Created on 2007-01-13 15:46 by frougon, last changed 2022-04-11 14:56 by admin. This issue is now closed.

Files
File name Uploaded Description Edit
extract_frame.c frougon, 2007-01-13 15:46 Source code for the C program
Makefile frougon, 2007-01-13 15:49 Trivial Makefile to compile the C program
extract_frame.py frougon, 2007-01-13 15:49 Python program
extract_frame.output frougon, 2007-01-13 15:50 Output of the C program with the first .mpg file
extract_frame.output2 frougon, 2007-01-13 15:51 Output of the C program with the second .mpg file
extract_frame.py.output frougon, 2007-01-13 15:52 Output of the Python program with the first .mpg file
extract_frame.py.output2 frougon, 2007-01-13 15:52 Output of the Python program with the second .mpg file
Messages (12)
msg31009 - (view) Author: Florent Rougon (frougon) Date: 2007-01-13 15:46
Hello,

I have a problem running a subprocess from Python (see below). I first ran into it with the subprocess module, but it's also triggered by a simple os.fork() followed by os.execvp().

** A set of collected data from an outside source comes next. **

//! Configuration loading from disk and the command line.

use std::fs;
use std::path::{Path, PathBuf};

use crate::config::schema::ProxyConfig;
use crate::config::validation::{validate_config, ValidationError};

/// Error type for configuration loading.
#[derive(Debug, thiserror::Error)]
pub enum ConfigError {
    #[error("IO error reading {path}: {source}")]
    Io {
        path: PathBuf,
        #[source]
        source: std::io::Error,
    },
    #[error("Parse error: {0}")]
    Parse(#[from] toml::de::Error),
    #[error("Validation failed: {}", join_errors(.0))]
    Validation(Vec<ValidationError>),
}

fn join_errors(errors: &[ValidationError]) -> String {
    errors
        .iter()
        .map(ToString::to_string)
        .collect::<Vec<_>>()
        .join(", ")
}

/// Values supplied on the command line or through the environment.
///
/// Each `Some` replaces the corresponding file value.
#[derive(Debug, Clone, Default)]
pub struct ConfigOverrides {
    pub allowed_hosts: Option<String>,
    pub redirect_url: Option<String>,
    pub bind_address: Option<String>,
}

impl ConfigOverrides {
    pub fn apply(&self, config: &mut ProxyConfig) {
        if let Some(hosts) = &self.allowed_hosts {
            config.cors.allowed_hosts = hosts.clone();
        }
        if let Some(url) = &self.redirect_url {
            config.cors.redirect_url = url.clone();
        }
        if let Some(addr) = &self.bind_address {
            config.listener.bind_address = addr.clone();
        }
    }
}

/// Parse a TOML document into a configuration without validating it.
pub fn parse_config(content: &str) -> Result<ProxyConfig, ConfigError> {
    Ok(toml::from_str(content)?)
}

/// Load the optional config file, apply overrides, and validate the result.
pub fn load_config(
    path: Option<&Path>,
    overrides: &ConfigOverrides,
) -> Result<ProxyConfig, ConfigError> {
    let mut config = match path {
        Some(path) => {
            let content = fs::read_to_string(path).map_err(|source| ConfigError::Io {
                path: path.to_path_buf(),
                source,
            })?;
            parse_config(&content)?
        }
        None => ProxyConfig::default(),
    };

    overrides.apply(&mut config);
    validate_config(&config).map_err(ConfigError::Validation)?;

    Ok(config)
}
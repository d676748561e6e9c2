//! The process-wide CORS policy.

use axum::http::{HeaderMap, HeaderValue, StatusCode};
use url::Url;

use crate::config::validation::REDIRECT_STATUSES;
use crate::config::{CorsConfig, ValidationError};
use crate::cors::origin::{AllowList, AllowedOrigin};

/// Where disallowed callers are sent.
#[derive(Debug, Clone)]
pub struct RedirectTarget {
    pub location: HeaderValue,
    pub status: StatusCode,
}

/// Allow-list and redirect target, fixed at startup and shared behind an `Arc`.
#[derive(Debug, Clone)]
pub struct CorsPolicy {
    allow_list: AllowList,
    redirect: RedirectTarget,
}

impl CorsPolicy {
    pub fn new(allow_list: AllowList, redirect: RedirectTarget) -> Self {
        Self {
            allow_list,
            redirect,
        }
    }

    /// Build the policy from an already validated config section.
    pub fn from_config(config: &CorsConfig) -> Result<Self, ValidationError> {
        let allow_list = AllowList::parse(&config.allowed_hosts);
        if allow_list.is_empty() {
            return Err(ValidationError::EmptyAllowList);
        }

        let raw = config.redirect_url.trim();
        let invalid = || ValidationError::InvalidRedirectUrl(raw.to_string());
        // Serialized form, so `https://example.com` redirects to `https://example.com/`.
        let url = Url::parse(raw).map_err(|_| invalid())?;
        let location = HeaderValue::from_str(url.as_str()).map_err(|_| invalid())?;
        let status = StatusCode::from_u16(config.redirect_status)
            .ok()
            .filter(|status| REDIRECT_STATUSES.contains(&status.as_u16()))
            .ok_or(ValidationError::InvalidRedirectStatus(config.redirect_status))?;

        Ok(Self::new(allow_list, RedirectTarget { location, status }))
    }

    pub fn allow_list(&self) -> &AllowList {
        &self.allow_list
    }

    pub fn redirect(&self) -> &RedirectTarget {
        &self.redirect
    }

    /// Validate the `Origin` header of an inbound request.
    pub fn check_origin(&self, headers: &HeaderMap) -> Option<AllowedOrigin> {
        self.allow_list.validate(headers.get(axum::http::header::ORIGIN))
    }
}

So, what is the problem, exactly? I have written the exact same minimal program in C and in Python, which uses fork() and execvp() in the most straightforward way to run the following command:

  transcode -i /tmp/file.mpg -c 100-101 -o snapshot -y im,null -F png

(whose effect is to extract the 100th frame of /tmp/file.mpg and store it into snapshot.png)

The C program runs fast with no error, while the one in Python takes from 60 to 145 times longer (!), and triggers error messages from transcode. This shouldn't happen, since both programs are merely calling transcode in the same way to perform the exact same thing.

Experiments
------------

1. First, I run the C program (extract_frame) twice on a first .mpg file (MPEG 2 PS) [the first time fills the block IO cache], and store the output in extract_frame.output:

  % time ./extract_frame >extract_frame.output 2>&1
  ./extract_frame > extract_frame.output 2>& 1  0.82s user 0.33s system 53% cpu 2.175 total
  % time ./extract_frame >extract_frame.output 2>&1
  ./extract_frame > extract_frame.output 2>& 1  0.79s user 0.29s system 96% cpu 1.118 total

Basically, this takes 1 or 2 seconds. extract_frame.output is attached.

Second, I run the Python program (extract_frame.py) on the same .mpg file, and store the output in extract_frame.py.output:

  % time ./extract_frame.py >extract_frame.py.output 2>&1 
  ./extract_frame.py > extract_frame.py.output 2>& 1  81.59s user 25.98s system 66% cpu 2:42.51 total

This takes more than 2 *minutes*, not seconds!
(of course, the system is idle for all tests)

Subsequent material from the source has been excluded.